India,
Iran and
U.S. nuclear hypocrisy
PressInfo #
238
March
29, 2006
By
David
Krieger,
TFF Associate*
The Bush administration has
approached nuclear nonproliferation with Iran and India
by two very different measures. Iran, a party to the
Non-Proliferation Treaty, has been threatened with
sanctions, if not actual violence, for its pursuit of
uranium enrichment, although there is no clear evidence
that Iran is pursuing a nuclear weapons program.
India, on the other hand, has now
been offered U.S. nuclear technology, although India is
not a party to the Non-Proliferation Treaty, is known to
have tested nuclear weapons and is thought to possess a
nuclear weapons arsenal of 60 to 100 weapons.
The Non-Proliferation Treaty, which
entered into force in 1970, is at the heart of worldwide
nuclear nonproliferation efforts. The United States was
one of the original signers of the treaty and was one of
the major supporters of its indefinite extension in 1995.
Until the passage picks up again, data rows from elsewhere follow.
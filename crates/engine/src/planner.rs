//! Plan generation
//!
//! Diffs a resolved manifest against the installed inventory into an
//! ordered action list. Output order equals manifest order, so two plans
//! computed from identical inputs are byte-identical - plan files are
//! reproducible and apply can replay a frozen plan later.

use crate::driver::DriverRegistry;
use crate::error::{Error, Result};
use crate::version;
use chrono::{DateTime, Utc};
use manifest::Manifest;
use serde::{Deserialize, Serialize};
use std::collections::BTreeMap;
use std::path::Path;

/// Where an app stands relative to its desired state
#[derive(Debug, Clone, Copy, Serialize, Deserialize, PartialEq, Eq)]
#[serde(rename_all = "kebab-case")]
pub enum CurrentState {
    Absent,
    Installed,
    VersionMismatch,
}

/// What apply should do about it
#[derive(Debug, Clone, Copy, Serialize, Deserialize, PartialEq, Eq)]
#[serde(rename_all = "kebab-case")]
pub enum Decision {
    Install,
    Upgrade,
    Skip,
}

/// One planned action, in manifest order
#[derive(Debug, Clone, Serialize, Deserialize, PartialEq, Eq)]
#[serde(rename_all = "camelCase")]
pub struct PlannedAction {
    pub app_id: String,
    pub driver: String,
    pub current_state: CurrentState,
    pub decision: Decision,
    pub reason: String,
}

/// A frozen, replayable plan
#[derive(Debug, Clone, Serialize, Deserialize, PartialEq, Eq)]
#[serde(rename_all = "camelCase")]
pub struct Plan {
    pub manifest_hash: String,
    pub generated_utc: DateTime<Utc>,
    pub actions: Vec<PlannedAction>,
}

impl Plan {
    /// Actions that will mutate the machine
    pub fn pending(&self) -> impl Iterator<Item = &PlannedAction> {
        self.actions.iter().filter(|a| a.decision != Decision::Skip)
    }

    /// Persist the plan as JSON via atomic replace
    pub fn save(&self, path: &Path) -> Result<()> {
        let bytes = serde_json::to_vec_pretty(self).map_err(|e| Error::PlanParse {
            path: path.to_path_buf(),
            message: e.to_string(),
        })?;
        state::atomic_write(path, &bytes)?;
        Ok(())
    }

    /// Load a previously generated plan
    pub fn load(path: &Path) -> Result<Self> {
        if !path.exists() {
            return Err(Error::PlanNotFound(path.to_path_buf()));
        }
        let content = std::fs::read_to_string(path)?;
        serde_json::from_str(&content).map_err(|e| Error::PlanParse {
            path: path.to_path_buf(),
            message: e.to_string(),
        })
    }
}

/// Generate a plan from a resolved manifest and the current inventory
pub fn generate(
    manifest: &Manifest,
    manifest_hash: &str,
    registry: &DriverRegistry,
) -> Result<Plan> {
    let inventory = registry.inventory()?;
    generate_with_inventory(manifest, manifest_hash, registry, &inventory)
}

/// Plan against a pre-fetched inventory snapshot
pub fn generate_with_inventory(
    manifest: &Manifest,
    manifest_hash: &str,
    registry: &DriverRegistry,
    inventory: &BTreeMap<String, String>,
) -> Result<Plan> {
    let mut actions = Vec::with_capacity(manifest.apps.len());

    for app in &manifest.apps {
        let driver_id = app.driver_or(registry.primary_id());
        let driver = registry.get(driver_id)?;

        let action = match inventory.get(&app.id) {
            None => PlannedAction {
                app_id: app.id.clone(),
                driver: driver_id.to_string(),
                current_state: CurrentState::Absent,
                decision: Decision::Install,
                reason: "not installed".into(),
            },
            Some(installed) => match &app.version {
                None => PlannedAction {
                    app_id: app.id.clone(),
                    driver: driver_id.to_string(),
                    current_state: CurrentState::Installed,
                    decision: Decision::Skip,
                    reason: format!("installed ({installed})"),
                },
                Some(constraint) if version::satisfies(installed, constraint) => PlannedAction {
                    app_id: app.id.clone(),
                    driver: driver_id.to_string(),
                    current_state: CurrentState::Installed,
                    decision: Decision::Skip,
                    reason: format!("{installed} satisfies {constraint}"),
                },
                Some(constraint) => {
                    let (decision, reason) = if driver.supports_upgrade() {
                        (
                            Decision::Upgrade,
                            format!("{installed} does not satisfy {constraint}"),
                        )
                    } else {
                        (
                            Decision::Skip,
                            format!(
                                "{installed} does not satisfy {constraint}, driver '{driver_id}' cannot upgrade"
                            ),
                        )
                    };
                    PlannedAction {
                        app_id: app.id.clone(),
                        driver: driver_id.to_string(),
                        current_state: CurrentState::VersionMismatch,
                        decision,
                        reason,
                    }
                }
            },
        };
        actions.push(action);
    }

    log::info!(
        "planned {} actions ({} pending)",
        actions.len(),
        actions.iter().filter(|a| a.decision != Decision::Skip).count()
    );

    Ok(Plan {
        manifest_hash: manifest_hash.to_string(),
        generated_utc: Utc::now(),
        actions,
    })
}
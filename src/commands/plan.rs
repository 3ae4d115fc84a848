use super::{resolve_manifest, CommandOutput, Context};
use crate::cli::PlanArgs;
use anyhow::Result;
use engine::planner;
use serde_json::json;

pub fn run(ctx: &mut Context, args: &PlanArgs) -> Result<CommandOutput> {
    ctx.events.phase("resolve");
    let (resolved, hash) = resolve_manifest(&args.manifest)?;

    ctx.events.phase("plan");
    let plan = planner::generate(&resolved.manifest, &hash, &ctx.registry)?;

    plan.save(&args.out)?;
    ctx.events.artifact("plan", &args.out);

    let pending = plan.pending().count();
    if !ctx.quiet {
        println!(
            "plan: {} actions ({} pending) -> {}",
            plan.actions.len(),
            pending,
            args.out.display()
        );
        for action in &plan.actions {
            println!(
                "  {:?} {} ({})",
                action.decision, action.app_id, action.reason
            );
        }
    }

    ctx.events.summary(json!({
        "total": plan.actions.len(),
        "pending": pending,
    }));

    Ok(CommandOutput {
        data: json!({
            "out": args.out.display().to_string(),
            "plan": plan,
        }),
        success: true,
    })
}
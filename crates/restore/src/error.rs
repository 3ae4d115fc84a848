//! Error types for the restore subsystem
//!
//! These are the fatal errors; anything that goes wrong with a single
//! restore entry is recorded on its journal entry and never aborts the run.

use std::path::PathBuf;
use thiserror::Error;

/// Fatal restore/revert errors
#[derive(Error, Debug)]
pub enum Error {
    /// IO error
    #[error("IO error: {0}")]
    Io(#[from] std::io::Error),

    /// No journal exists for the requested run
    #[error("no restore journal for run '{0}'")]
    JournalNotFound(String),

    /// Journal file exists but cannot be parsed
    #[error("corrupt journal {}: {message}", .path.display())]
    JournalCorrupt { path: PathBuf, message: String },

    /// State store failure while persisting the journal
    #[error(transparent)]
    State(#[from] state::Error),
}

impl Error {
    /// Stable machine-readable code for the structured output contract
    pub fn code(&self) -> &'static str {
        match self {
            Self::Io(e) if e.kind() == std::io::ErrorKind::PermissionDenied => "PermissionDenied",
            Self::State(e) => e.code(),
            Self::Io(_) | Self::JournalNotFound(_) | Self::JournalCorrupt { .. } => {
                "RestoreFailed"
            }
        }
    }
}

/// Result type for restore operations
pub type Result<T> = std::result::Result<T, Error>;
The principal goal of the treaty is to prevent nuclear
weapons proliferation by assuring that nuclear weapons
and the materials and technology to make them are not
transferred by the nuclear weapons states to other
states.
The five nuclear weapons states
that are parties to the treaty (the United States,
Russia, the United Kingdom, France and China) all made
this pledge. They also pledged "good faith" negotiations
to achieve nuclear disarmament. The 183 nonnuclear
weapons states that are parties to the treaty pledged not
to develop or otherwise acquire nuclear weapons and the
materials and technology to make them.
A problem arises with the treaty
because it also promotes peaceful nuclear technology --
which is inherently dual-purpose, capable of being used
for peaceful or warlike purposes -- as an "inalienable
right" for all nations. Iran claims to be exercising this
right, arguing that it is pursuing uranium enrichment for
nuclear power generation and not for weapons purposes.
The Bush administration disputes this claim and insists
Iran must stop enriching uranium altogether, a policy
inconsistent with its proposed deal with India, a country
that has already developed nuclear weapons.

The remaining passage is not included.